//! I2C_FUNCS capability bits

use bitflags::bitflags;
use serde::{Deserialize, Serialize};

bitflags! {
    /// Adapter capabilities reported by the I2C_FUNCS ioctl
    #[derive(Debug, Clone, Copy, PartialEq, Eq, Hash, Default, Serialize, Deserialize)]
    #[serde(transparent)]
    pub struct I2cFunctionality: u32 {
        const I2C = 0x0000_0001;
        const TEN_BIT_ADDR = 0x0000_0002;
        const PROTOCOL_MANGLING = 0x0000_0004;
        const SMBUS_PEC = 0x0000_0008;
        const NOSTART = 0x0000_0010;
        const SLAVE = 0x0000_0020;
        const SMBUS_BLOCK_PROC_CALL = 0x0000_8000;
        const SMBUS_QUICK = 0x0001_0000;
        const SMBUS_READ_BYTE = 0x0002_0000;
        const SMBUS_WRITE_BYTE = 0x0004_0000;
        const SMBUS_READ_BYTE_DATA = 0x0008_0000;
        const SMBUS_WRITE_BYTE_DATA = 0x0010_0000;
        const SMBUS_READ_WORD_DATA = 0x0020_0000;
        const SMBUS_WRITE_WORD_DATA = 0x0040_0000;
        const SMBUS_PROC_CALL = 0x0080_0000;
        const SMBUS_READ_BLOCK_DATA = 0x0100_0000;
        const SMBUS_WRITE_BLOCK_DATA = 0x0200_0000;
        const SMBUS_READ_I2C_BLOCK = 0x0400_0000;
        const SMBUS_WRITE_I2C_BLOCK = 0x0800_0000;
        const SMBUS_HOST_NOTIFY = 0x1000_0000;
    }
}

impl I2cFunctionality {
    /// Kernel-style names of every set bit, lowest first
    pub fn names(&self) -> Vec<String> {
        self.iter_names()
            .map(|(name, _)| format!("I2C_FUNC_{}", name))
            .collect()
    }

    /// Plain I2C transfers, needed for the I2C_RDWR strategy
    pub fn supports_ioctl_io(&self) -> bool {
        self.contains(Self::I2C)
    }

    /// write()/read() on the fd map onto byte-level SMBus or plain I2C
    pub fn supports_file_io(&self) -> bool {
        self.contains(Self::I2C)
            || self.contains(Self::SMBUS_READ_BYTE | Self::SMBUS_WRITE_BYTE)
    }
}

#[cfg(test)]
mod tests {
    use super::*;

    #[test]
    fn test_names_in_bit_order() {
        let f = I2cFunctionality::from_bits_truncate(0x0001_0001);
        assert_eq!(f.names(), vec!["I2C_FUNC_I2C", "I2C_FUNC_SMBUS_QUICK"]);
    }

    #[test]
    fn test_unknown_bits_dropped() {
        let f = I2cFunctionality::from_bits_truncate(0x8000_0000 | 0x1);
        assert_eq!(f, I2cFunctionality::I2C);
    }

    #[test]
    fn test_io_support() {
        let smbus_only = I2cFunctionality::SMBUS_READ_BYTE | I2cFunctionality::SMBUS_WRITE_BYTE;
        assert!(!smbus_only.supports_ioctl_io());
        assert!(smbus_only.supports_file_io());
        assert!(I2cFunctionality::I2C.supports_ioctl_io());
        assert!(!I2cFunctionality::SMBUS_QUICK.supports_file_io());
    }
}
= = =
Activity:
In exact wording, restate the lines of the data above from the first through the one holding "const TEN_BIT_ADDR = 0x0000_0002;", and stop after that line.

Answer to the problem:
//! I2C_FUNCS capability bits

use bitflags::bitflags;
use serde::{Deserialize, Serialize};

bitflags! {
    /// Adapter capabilities reported by the I2C_FUNCS ioctl
    #[derive(Debug, Clone, Copy, PartialEq, Eq, Hash, Default, Serialize, Deserialize)]
    #[serde(transparent)]
    pub struct I2cFunctionality: u32 {
        const I2C = 0x0000_0001;
        const TEN_BIT_ADDR = 0x0000_0002;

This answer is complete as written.